» **The task**: Keep only the lines of the listing that include the word "Option", and copy them.

Start of Dataset extract

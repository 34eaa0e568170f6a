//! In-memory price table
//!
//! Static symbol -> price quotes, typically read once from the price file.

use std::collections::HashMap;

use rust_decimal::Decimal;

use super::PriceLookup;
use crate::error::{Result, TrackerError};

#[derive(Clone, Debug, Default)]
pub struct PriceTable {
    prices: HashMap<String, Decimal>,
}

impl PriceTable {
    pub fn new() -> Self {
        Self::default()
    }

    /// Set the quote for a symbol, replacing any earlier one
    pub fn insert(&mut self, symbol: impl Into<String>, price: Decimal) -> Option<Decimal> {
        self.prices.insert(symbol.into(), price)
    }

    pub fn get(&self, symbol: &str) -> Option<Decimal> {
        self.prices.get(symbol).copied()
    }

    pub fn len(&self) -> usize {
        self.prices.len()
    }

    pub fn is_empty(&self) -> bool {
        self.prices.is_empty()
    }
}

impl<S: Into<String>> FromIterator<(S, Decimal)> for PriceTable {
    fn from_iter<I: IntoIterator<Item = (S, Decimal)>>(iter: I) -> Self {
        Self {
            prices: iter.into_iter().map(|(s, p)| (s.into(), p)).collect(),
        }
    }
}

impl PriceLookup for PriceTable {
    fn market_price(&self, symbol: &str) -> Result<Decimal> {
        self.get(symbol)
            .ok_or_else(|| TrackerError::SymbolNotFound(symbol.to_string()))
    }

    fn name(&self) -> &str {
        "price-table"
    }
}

End of Dataset extract
Start of Dataset extract

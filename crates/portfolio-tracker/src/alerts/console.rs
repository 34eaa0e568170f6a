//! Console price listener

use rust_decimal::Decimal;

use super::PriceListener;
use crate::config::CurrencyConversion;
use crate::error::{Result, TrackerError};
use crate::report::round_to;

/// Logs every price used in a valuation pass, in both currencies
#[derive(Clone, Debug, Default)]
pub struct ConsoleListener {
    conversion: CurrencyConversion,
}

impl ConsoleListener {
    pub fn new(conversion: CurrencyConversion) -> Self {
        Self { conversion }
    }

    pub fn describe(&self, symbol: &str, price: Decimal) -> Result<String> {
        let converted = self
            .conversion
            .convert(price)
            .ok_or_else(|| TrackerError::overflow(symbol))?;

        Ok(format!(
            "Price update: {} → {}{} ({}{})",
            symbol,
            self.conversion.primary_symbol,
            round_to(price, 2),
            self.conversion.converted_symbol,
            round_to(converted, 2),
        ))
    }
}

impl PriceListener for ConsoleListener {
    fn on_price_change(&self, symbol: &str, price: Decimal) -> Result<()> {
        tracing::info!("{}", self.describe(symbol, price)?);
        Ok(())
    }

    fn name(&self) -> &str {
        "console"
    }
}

End of Dataset extract

» **The answer**:
    pub fn insert(&mut self, symbol: impl Into<String>, price: Decimal) -> Option<Decimal> {
    pub fn get(&self, symbol: &str) -> Option<Decimal> {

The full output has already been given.